## YOUR GOAL
What is needed is a single figure: how many lines of the records below contain the word "PartialEq".

## DATA PROVIDED
- - -

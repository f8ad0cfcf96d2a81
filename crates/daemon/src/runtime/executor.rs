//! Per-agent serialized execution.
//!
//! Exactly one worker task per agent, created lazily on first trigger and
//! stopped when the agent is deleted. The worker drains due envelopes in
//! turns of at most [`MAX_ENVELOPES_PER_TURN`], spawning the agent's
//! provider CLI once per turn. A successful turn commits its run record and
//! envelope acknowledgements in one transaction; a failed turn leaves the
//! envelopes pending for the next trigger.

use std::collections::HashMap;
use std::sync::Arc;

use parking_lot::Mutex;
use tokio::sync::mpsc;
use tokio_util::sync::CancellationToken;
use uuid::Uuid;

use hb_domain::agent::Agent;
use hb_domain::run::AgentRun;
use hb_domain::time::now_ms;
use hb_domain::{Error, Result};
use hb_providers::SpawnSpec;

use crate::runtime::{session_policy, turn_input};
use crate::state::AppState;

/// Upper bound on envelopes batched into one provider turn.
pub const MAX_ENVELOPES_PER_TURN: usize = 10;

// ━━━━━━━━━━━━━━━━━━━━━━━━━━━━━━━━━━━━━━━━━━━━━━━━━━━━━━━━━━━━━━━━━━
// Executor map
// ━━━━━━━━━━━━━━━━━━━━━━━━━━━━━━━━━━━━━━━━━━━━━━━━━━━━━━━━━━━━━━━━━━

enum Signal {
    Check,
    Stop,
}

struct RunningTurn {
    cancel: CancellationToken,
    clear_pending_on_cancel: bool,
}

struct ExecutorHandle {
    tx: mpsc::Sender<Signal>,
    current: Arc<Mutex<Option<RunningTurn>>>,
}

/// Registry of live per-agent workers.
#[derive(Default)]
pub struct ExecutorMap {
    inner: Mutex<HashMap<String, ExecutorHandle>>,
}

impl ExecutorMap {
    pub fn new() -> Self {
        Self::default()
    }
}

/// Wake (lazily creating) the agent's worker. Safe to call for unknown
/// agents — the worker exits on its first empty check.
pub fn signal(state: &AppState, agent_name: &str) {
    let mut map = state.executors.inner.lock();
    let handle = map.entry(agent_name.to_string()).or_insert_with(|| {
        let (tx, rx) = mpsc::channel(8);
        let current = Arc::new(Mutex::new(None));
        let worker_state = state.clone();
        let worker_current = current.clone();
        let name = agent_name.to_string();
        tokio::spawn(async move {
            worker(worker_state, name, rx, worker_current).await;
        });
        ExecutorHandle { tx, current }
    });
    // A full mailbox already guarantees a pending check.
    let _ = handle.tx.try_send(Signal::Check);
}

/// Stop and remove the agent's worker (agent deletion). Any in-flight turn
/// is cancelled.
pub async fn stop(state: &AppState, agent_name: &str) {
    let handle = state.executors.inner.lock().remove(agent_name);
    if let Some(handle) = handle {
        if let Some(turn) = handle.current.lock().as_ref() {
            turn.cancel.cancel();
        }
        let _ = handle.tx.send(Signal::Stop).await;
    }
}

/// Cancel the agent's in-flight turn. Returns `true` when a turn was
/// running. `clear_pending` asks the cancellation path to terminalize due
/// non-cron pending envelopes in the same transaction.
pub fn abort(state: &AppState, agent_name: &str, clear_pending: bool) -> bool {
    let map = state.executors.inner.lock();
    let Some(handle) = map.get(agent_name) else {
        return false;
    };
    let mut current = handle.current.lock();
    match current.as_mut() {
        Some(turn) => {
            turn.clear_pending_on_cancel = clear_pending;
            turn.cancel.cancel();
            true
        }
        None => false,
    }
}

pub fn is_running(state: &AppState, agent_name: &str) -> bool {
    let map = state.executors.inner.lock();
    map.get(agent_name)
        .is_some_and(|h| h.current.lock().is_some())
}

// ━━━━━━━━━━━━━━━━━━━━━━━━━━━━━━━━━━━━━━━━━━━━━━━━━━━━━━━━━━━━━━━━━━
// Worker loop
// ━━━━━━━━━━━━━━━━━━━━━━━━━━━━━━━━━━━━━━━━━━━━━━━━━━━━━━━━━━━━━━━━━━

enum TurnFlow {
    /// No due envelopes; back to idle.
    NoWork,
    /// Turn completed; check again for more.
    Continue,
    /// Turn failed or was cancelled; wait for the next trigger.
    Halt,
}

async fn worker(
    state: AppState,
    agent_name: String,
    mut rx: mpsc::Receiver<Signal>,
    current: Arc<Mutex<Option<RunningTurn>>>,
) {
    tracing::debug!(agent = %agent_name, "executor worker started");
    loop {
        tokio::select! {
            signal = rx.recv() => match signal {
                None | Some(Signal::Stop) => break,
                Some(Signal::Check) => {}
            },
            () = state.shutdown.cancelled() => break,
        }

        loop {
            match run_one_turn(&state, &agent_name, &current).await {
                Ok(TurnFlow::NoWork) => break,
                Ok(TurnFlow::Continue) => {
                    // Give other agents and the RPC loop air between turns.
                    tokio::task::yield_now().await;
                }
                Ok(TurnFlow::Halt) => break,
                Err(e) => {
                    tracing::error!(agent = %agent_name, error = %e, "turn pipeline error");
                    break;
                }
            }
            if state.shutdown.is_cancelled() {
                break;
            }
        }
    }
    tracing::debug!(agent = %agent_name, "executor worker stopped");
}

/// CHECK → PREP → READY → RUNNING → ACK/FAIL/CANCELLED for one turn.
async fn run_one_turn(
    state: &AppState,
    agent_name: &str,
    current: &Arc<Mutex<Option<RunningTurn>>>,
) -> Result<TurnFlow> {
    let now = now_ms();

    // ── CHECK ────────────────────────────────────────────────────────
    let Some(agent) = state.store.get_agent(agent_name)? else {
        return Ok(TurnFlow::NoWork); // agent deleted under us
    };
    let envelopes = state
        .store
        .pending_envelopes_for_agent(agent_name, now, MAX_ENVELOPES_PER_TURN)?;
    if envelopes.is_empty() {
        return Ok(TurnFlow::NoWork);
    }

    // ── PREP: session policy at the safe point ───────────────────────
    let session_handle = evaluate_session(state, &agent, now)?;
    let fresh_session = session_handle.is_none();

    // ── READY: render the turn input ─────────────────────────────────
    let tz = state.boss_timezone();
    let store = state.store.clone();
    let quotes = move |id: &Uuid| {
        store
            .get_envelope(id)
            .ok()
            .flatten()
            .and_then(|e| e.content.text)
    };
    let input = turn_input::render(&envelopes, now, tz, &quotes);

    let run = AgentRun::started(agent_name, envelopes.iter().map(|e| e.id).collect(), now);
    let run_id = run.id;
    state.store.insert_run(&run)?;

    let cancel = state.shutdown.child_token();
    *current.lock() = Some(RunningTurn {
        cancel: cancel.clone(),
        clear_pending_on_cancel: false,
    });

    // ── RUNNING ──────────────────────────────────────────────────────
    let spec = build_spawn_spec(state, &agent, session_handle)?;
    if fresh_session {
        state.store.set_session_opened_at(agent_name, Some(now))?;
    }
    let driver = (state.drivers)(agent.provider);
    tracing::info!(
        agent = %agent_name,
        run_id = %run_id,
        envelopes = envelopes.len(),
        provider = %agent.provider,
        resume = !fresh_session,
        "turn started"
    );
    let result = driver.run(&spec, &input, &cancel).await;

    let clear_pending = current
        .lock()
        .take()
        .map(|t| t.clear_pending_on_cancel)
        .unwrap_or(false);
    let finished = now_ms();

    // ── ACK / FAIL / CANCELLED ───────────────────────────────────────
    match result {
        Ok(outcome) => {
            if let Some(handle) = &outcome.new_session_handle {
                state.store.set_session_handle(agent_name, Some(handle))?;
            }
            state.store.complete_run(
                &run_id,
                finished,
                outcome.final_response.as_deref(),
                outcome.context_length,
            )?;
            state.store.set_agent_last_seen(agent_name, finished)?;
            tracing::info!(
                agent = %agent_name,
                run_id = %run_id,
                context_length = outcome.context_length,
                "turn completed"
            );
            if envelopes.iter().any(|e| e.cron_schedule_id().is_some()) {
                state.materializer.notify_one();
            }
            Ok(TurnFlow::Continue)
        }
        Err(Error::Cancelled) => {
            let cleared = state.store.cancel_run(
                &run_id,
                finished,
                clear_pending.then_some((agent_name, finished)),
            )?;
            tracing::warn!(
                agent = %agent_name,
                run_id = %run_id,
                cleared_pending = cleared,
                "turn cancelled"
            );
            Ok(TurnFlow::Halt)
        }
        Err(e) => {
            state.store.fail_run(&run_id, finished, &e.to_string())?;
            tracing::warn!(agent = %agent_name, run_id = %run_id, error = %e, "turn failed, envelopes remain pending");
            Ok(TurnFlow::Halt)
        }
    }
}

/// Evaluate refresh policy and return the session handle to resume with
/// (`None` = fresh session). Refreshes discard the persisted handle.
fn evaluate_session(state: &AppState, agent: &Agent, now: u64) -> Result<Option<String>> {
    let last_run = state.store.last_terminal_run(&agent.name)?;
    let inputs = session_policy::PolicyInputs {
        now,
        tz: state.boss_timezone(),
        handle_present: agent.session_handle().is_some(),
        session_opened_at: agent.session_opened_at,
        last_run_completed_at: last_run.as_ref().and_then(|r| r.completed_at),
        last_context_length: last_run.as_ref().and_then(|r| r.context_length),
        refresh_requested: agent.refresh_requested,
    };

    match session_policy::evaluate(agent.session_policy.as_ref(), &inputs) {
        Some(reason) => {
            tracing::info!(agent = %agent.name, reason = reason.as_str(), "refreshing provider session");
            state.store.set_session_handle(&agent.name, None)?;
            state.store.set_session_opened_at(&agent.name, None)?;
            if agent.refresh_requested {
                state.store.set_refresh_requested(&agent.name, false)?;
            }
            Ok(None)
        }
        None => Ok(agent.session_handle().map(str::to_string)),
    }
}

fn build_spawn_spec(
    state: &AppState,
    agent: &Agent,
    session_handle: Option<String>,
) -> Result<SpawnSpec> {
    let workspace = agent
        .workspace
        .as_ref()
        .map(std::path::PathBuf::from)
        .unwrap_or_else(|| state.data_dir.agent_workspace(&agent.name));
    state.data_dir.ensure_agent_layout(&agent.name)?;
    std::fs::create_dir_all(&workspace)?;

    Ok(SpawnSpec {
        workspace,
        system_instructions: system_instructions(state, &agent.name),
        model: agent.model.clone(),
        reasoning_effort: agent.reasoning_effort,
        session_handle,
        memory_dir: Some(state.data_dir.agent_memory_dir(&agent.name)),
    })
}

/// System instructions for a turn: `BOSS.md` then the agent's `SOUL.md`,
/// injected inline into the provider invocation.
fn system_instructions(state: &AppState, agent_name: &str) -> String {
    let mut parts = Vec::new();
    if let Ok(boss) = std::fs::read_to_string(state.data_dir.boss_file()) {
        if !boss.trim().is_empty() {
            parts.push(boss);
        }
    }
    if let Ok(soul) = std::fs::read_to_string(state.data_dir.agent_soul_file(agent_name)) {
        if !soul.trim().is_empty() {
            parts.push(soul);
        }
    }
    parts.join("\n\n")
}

- - -

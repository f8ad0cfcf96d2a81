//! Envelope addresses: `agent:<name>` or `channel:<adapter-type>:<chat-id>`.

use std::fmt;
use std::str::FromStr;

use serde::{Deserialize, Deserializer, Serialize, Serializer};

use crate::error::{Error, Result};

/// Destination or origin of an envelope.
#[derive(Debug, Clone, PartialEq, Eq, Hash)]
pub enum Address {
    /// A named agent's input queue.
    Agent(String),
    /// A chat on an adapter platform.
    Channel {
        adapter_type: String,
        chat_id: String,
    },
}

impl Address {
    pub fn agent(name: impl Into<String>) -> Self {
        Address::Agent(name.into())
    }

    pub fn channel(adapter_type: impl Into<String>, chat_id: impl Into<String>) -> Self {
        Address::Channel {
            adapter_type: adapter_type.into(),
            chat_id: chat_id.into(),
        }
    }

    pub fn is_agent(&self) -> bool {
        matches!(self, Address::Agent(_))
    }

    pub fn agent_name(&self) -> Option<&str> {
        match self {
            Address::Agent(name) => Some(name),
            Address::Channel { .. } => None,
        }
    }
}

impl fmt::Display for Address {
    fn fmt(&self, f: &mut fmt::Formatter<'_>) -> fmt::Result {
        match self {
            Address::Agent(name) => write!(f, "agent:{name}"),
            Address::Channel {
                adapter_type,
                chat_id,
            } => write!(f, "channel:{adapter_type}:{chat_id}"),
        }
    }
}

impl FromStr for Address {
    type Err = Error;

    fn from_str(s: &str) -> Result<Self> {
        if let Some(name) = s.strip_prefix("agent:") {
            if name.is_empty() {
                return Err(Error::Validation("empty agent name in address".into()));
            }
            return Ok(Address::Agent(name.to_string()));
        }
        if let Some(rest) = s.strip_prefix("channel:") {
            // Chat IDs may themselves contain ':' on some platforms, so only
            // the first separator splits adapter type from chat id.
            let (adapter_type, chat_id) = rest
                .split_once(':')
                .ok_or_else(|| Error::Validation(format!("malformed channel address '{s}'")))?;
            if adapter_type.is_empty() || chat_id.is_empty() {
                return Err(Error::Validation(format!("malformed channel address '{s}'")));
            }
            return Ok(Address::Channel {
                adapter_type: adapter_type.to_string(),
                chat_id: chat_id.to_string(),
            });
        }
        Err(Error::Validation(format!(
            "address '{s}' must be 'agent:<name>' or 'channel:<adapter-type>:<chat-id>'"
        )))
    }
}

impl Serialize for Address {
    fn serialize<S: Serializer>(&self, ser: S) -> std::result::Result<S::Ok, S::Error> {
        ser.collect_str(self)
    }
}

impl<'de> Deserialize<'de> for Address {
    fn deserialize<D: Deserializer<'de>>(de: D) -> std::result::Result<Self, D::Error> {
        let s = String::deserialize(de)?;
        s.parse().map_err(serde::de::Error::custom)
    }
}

- - -

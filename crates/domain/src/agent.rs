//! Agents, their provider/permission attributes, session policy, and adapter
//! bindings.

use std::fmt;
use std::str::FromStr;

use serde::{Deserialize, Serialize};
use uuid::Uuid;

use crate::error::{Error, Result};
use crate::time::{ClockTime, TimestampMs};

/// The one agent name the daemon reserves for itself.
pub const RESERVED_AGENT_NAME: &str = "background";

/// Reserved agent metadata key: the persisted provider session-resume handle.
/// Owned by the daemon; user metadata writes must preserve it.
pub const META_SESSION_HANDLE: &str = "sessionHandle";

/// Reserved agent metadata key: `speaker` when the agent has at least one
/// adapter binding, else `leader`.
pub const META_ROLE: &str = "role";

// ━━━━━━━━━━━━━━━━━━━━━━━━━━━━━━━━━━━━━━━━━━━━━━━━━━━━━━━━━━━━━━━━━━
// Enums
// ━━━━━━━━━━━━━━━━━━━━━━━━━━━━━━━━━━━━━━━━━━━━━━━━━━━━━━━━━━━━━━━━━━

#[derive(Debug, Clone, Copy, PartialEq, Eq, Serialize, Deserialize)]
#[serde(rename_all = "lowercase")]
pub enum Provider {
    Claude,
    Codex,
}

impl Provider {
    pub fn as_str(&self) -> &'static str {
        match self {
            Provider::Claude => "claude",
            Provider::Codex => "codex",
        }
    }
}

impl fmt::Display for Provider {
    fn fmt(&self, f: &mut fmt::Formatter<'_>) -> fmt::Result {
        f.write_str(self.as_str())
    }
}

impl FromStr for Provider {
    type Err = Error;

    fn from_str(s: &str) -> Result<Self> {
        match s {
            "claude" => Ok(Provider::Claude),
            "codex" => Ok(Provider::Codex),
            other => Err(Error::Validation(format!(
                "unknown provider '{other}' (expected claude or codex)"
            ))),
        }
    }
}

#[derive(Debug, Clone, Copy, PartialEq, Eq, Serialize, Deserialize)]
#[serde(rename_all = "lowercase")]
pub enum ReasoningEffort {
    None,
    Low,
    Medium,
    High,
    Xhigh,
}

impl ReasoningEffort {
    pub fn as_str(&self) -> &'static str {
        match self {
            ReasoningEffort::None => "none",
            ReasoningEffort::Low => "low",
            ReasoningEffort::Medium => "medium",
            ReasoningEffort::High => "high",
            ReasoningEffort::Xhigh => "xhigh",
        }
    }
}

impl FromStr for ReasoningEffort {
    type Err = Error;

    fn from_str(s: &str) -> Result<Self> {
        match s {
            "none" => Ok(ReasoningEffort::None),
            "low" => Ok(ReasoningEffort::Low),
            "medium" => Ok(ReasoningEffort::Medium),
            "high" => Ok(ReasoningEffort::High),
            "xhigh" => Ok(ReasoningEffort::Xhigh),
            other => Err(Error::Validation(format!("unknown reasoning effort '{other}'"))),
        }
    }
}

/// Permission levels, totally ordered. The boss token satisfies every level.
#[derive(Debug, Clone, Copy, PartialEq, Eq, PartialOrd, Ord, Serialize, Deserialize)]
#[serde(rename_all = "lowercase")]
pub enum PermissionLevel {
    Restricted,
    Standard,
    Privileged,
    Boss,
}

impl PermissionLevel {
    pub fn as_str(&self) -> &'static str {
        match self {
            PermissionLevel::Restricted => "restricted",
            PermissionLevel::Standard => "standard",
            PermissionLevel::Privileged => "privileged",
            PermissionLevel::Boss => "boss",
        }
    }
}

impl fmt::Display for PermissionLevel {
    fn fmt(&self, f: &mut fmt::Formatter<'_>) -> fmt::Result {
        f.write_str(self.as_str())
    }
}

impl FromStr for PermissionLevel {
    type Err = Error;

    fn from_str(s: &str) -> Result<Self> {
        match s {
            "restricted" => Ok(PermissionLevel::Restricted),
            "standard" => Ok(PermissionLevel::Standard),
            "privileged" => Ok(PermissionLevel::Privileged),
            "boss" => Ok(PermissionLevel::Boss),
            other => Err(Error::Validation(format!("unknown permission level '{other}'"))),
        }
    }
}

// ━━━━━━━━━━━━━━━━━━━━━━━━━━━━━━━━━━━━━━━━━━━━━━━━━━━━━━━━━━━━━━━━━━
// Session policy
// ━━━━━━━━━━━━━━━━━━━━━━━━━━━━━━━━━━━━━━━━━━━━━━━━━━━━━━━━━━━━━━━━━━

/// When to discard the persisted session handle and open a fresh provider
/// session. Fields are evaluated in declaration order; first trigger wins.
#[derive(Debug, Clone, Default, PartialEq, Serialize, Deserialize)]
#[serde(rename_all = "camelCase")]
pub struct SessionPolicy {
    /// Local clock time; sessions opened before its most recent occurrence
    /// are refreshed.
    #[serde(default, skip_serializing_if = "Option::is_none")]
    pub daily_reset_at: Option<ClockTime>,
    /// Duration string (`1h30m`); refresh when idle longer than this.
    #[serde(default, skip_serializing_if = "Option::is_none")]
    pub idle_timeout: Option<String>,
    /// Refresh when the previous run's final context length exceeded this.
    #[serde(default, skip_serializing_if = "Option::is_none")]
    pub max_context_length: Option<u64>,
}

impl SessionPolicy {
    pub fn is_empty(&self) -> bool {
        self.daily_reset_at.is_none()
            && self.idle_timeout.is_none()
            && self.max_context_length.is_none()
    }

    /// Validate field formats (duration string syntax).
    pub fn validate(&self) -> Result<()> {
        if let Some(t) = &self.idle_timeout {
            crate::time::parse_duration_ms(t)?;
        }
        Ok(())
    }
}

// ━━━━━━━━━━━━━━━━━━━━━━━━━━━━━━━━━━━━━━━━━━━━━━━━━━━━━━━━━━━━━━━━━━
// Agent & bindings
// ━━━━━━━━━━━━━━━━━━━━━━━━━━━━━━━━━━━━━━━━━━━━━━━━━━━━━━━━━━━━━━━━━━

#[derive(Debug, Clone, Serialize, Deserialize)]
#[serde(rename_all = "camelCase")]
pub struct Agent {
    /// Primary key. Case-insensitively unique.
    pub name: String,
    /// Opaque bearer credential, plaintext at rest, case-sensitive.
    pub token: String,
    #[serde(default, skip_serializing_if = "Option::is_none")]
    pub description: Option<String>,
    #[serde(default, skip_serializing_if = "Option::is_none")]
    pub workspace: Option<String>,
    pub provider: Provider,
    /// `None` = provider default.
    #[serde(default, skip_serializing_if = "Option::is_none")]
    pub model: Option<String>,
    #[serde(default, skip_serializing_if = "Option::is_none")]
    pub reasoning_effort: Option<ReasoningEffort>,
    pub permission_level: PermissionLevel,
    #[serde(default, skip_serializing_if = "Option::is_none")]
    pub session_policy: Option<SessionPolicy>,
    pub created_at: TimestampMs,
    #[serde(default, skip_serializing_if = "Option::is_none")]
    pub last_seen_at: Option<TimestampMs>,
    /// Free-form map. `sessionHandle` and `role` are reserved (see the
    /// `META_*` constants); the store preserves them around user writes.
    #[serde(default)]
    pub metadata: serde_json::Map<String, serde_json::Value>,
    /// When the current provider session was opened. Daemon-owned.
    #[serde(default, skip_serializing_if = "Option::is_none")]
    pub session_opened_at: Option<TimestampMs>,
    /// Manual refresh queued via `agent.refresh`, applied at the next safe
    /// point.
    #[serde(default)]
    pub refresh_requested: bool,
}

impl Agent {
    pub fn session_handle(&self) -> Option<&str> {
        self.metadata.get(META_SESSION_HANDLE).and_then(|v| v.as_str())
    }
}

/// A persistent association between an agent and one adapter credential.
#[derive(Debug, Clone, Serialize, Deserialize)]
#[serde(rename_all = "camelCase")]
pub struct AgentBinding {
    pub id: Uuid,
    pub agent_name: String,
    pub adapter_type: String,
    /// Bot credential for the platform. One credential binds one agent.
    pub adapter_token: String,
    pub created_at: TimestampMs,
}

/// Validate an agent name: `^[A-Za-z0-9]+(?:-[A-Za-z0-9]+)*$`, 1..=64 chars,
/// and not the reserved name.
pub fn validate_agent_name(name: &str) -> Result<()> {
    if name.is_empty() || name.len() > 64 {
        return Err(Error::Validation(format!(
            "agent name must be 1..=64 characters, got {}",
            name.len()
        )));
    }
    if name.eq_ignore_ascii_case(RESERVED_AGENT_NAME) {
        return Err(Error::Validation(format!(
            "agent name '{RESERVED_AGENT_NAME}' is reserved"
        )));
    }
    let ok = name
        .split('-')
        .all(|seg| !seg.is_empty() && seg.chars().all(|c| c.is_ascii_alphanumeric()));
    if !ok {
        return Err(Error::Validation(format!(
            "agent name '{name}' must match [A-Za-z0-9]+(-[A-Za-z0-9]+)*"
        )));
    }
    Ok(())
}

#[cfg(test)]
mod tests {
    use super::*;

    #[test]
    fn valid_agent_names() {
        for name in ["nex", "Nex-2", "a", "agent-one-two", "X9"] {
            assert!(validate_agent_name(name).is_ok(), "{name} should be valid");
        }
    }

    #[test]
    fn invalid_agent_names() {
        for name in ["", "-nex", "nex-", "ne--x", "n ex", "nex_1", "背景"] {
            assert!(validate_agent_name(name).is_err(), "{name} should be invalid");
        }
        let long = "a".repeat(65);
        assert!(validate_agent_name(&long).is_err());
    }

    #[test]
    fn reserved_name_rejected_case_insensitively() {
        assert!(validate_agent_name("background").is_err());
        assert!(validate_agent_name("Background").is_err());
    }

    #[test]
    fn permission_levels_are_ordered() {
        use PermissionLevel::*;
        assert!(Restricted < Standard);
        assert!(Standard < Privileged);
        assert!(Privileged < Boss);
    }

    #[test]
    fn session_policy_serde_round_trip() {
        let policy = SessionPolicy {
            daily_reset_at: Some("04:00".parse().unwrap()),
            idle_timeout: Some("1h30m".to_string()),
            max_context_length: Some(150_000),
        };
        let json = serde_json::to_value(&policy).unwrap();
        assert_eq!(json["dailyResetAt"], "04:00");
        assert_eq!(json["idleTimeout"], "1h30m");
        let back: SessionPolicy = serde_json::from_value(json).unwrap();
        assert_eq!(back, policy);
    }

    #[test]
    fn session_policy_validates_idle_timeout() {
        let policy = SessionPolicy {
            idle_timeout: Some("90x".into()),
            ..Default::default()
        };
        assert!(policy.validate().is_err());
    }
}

- - -

## RESULT OF THE EXERCISE
5